3DBonsai: Structure-Aware Bonsai Modeling Using Conditioned 3D Gaussian Splatting
Hao Wu, Hao Wang, Ruochong Li, Xuran Ma, Hui Xiong
TL;DR
3DBonsai tackles the problem of generating complex 3D bonsai by introducing a trainable 3D Space Colonization Algorithm to create structure priors and two structure-aware 3D Gaussian Splatting pipelines (fine-structure and coarse-structure) guided by 2D diffusion. The method couples 3D priors with SDS-based text guidance and depth-informed multi-view consistency, enabling high-fidelity, structure-aware 3D bonsai generation. A Chinese-style bonsai dataset supports training and benchmarking, and extensive experiments show improvements in both perceptual quality and 3D consistency, with favorable CLIP scores and human preferences. The work establishes a new benchmark for structure-aware 3D bonsai generation and highlights remaining challenges in rendering extremely complex forms due to view-limited diffusion guidance.
Abstract
Recent advancements in text-to-3D generation have shown remarkable results by leveraging 3D priors in combination with 2D diffusion.
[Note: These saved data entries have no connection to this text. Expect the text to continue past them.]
use crate::core::{BridgeError, Result};
use crate::player::audio_player::AudioPlayer;
use log::info;
use std::collections::HashMap;

/// 播放器注册表：playerId -> 播放器
///
/// 只由分发器修改，不支持多线程并发修改。
#[derive(Default)]
pub struct PlayerRegistry {
    players: HashMap<String, AudioPlayer>,
}

impl PlayerRegistry {
    pub fn new() -> Self {
        Self::default()
    }

    /// 插入播放器，返回同 id 的旧播放器（由调用方负责销毁）
    pub fn insert(&mut self, player: AudioPlayer) -> Option<AudioPlayer> {
        self.players.insert(player.id().to_string(), player)
    }

    pub fn get(&self, id: &str) -> Option<&AudioPlayer> {
        self.players.get(id)
    }

    pub fn require_mut(&mut self, id: &str) -> Result<&mut AudioPlayer> {
        self.players
            .get_mut(id)
            .ok_or_else(|| BridgeError::UnknownPlayer(id.to_string()))
    }

    pub fn remove(&mut self, id: &str) -> Option<AudioPlayer> {
        self.players.remove(id)
    }

    pub fn contains(&self, id: &str) -> bool {
        self.players.contains_key(id)
    }

    pub fn len(&self) -> usize {
        self.players.len()
    }

    pub fn is_empty(&self) -> bool {
        self.players.is_empty()
    }

    pub fn ids(&self) -> Vec<String> {
        let mut ids: Vec<String> = self.players.keys().cloned().collect();
        ids.sort();
        ids
    }

    /// 销毁全部播放器（每个播放器先释放 sink）
    pub fn clear(&mut self) {
        if self.players.is_empty() {
            return;
        }
        info!("🧹 销毁全部播放器: {} 个", self.players.len());
        for (_, mut player) in self.players.drain() {
            player.dispose();
        }
    }
}

impl Drop for PlayerRegistry {
    fn drop(&mut self) {
        self.clear();
    }
}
However, previous methods utilize 3D priors that lack detailed and complex structural information, limiting them to generating simple objects and presenting challenges for creating intricate structures such as bonsai. In this paper, we propose 3DBonsai, a novel text-to-3D framework for generating 3D bonsai with complex structures. Technically, we first design a trainable 3D space colonization algorithm to produce bonsai structures, which are then enhanced through random sampling and point cloud augmentation to serve as the 3D Gaussian priors. We introduce two bonsai generation pipelines with distinct structural levels: fine structure conditioned generation, which initializes 3D Gaussians using a 3D structure prior to produce detailed and complex bonsai, and coarse structure conditioned generation, which employs a multi-view structure consistency module to align 2D and 3D structures. Moreover, we have compiled a unified 2D and 3D Chinese-style bonsai dataset. Our experimental results demonstrate that 3DBonsai significantly outperforms existing methods, providing a new benchmark for structure-aware 3D bonsai generation.